* _DIRECTIONS FOR THIS TASK_
Where a line of the records holds the string "json", copy that line.

──────

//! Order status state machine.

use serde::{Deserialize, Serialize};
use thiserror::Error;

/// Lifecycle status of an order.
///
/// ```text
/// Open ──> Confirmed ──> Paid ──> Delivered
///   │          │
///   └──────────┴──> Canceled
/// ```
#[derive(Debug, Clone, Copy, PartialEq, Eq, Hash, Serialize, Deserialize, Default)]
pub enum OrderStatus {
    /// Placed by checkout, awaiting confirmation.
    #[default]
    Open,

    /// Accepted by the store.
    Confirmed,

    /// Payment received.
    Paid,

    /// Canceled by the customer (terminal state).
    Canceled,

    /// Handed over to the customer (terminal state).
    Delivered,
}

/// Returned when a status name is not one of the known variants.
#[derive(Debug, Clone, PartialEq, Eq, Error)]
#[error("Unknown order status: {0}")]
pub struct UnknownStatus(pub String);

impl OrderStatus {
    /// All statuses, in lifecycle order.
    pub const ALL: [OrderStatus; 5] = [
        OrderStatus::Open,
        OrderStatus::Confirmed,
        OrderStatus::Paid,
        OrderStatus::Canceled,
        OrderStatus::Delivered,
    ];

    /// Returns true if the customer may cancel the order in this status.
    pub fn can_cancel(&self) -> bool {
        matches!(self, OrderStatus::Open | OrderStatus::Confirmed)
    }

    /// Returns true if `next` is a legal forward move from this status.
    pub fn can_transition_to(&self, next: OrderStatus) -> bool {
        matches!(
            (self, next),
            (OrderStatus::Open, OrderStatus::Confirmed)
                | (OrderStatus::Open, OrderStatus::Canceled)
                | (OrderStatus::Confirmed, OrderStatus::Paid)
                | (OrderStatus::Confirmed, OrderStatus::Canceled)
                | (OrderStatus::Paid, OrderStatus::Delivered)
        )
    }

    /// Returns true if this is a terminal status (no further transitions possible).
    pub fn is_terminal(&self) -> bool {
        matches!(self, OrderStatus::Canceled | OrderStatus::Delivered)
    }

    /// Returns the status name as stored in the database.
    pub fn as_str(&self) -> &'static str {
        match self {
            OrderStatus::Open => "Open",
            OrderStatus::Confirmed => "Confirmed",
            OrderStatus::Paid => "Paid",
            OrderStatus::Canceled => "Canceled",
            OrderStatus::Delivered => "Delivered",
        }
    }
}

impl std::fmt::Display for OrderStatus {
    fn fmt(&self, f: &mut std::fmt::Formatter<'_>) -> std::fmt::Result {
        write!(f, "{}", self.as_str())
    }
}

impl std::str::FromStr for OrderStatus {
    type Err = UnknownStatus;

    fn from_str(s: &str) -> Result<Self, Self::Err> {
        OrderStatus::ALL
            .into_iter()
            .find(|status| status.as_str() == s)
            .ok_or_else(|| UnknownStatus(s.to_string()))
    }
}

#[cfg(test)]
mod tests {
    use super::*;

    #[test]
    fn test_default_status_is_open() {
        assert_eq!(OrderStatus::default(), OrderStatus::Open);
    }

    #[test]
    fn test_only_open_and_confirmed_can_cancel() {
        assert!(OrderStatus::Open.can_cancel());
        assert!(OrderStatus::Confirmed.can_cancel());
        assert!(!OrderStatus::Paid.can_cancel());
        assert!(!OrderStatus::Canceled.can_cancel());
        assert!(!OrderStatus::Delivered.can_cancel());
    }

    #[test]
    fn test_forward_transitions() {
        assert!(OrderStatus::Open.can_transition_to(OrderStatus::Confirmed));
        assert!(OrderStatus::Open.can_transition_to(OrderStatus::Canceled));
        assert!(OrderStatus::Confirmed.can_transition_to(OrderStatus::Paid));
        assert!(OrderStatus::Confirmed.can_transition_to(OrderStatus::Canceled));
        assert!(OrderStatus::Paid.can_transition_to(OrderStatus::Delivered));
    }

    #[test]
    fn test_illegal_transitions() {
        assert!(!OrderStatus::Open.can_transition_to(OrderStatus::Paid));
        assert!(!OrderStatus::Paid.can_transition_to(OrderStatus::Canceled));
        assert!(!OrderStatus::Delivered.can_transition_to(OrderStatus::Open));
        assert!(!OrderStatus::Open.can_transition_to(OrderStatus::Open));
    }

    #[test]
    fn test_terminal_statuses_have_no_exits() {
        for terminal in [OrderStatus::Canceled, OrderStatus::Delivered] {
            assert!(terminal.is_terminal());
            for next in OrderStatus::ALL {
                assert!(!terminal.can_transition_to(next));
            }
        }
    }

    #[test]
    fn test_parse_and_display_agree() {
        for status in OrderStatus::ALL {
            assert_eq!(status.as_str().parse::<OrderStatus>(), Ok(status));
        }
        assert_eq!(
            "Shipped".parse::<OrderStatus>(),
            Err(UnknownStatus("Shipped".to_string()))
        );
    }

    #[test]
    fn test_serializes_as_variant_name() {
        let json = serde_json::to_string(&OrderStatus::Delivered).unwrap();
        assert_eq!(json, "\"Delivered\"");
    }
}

──────

* _SOLUTION TO THE EXERCISE_
        let json = serde_json::to_string(&OrderStatus::Delivered).unwrap();
        assert_eq!(json, "\"Delivered\"");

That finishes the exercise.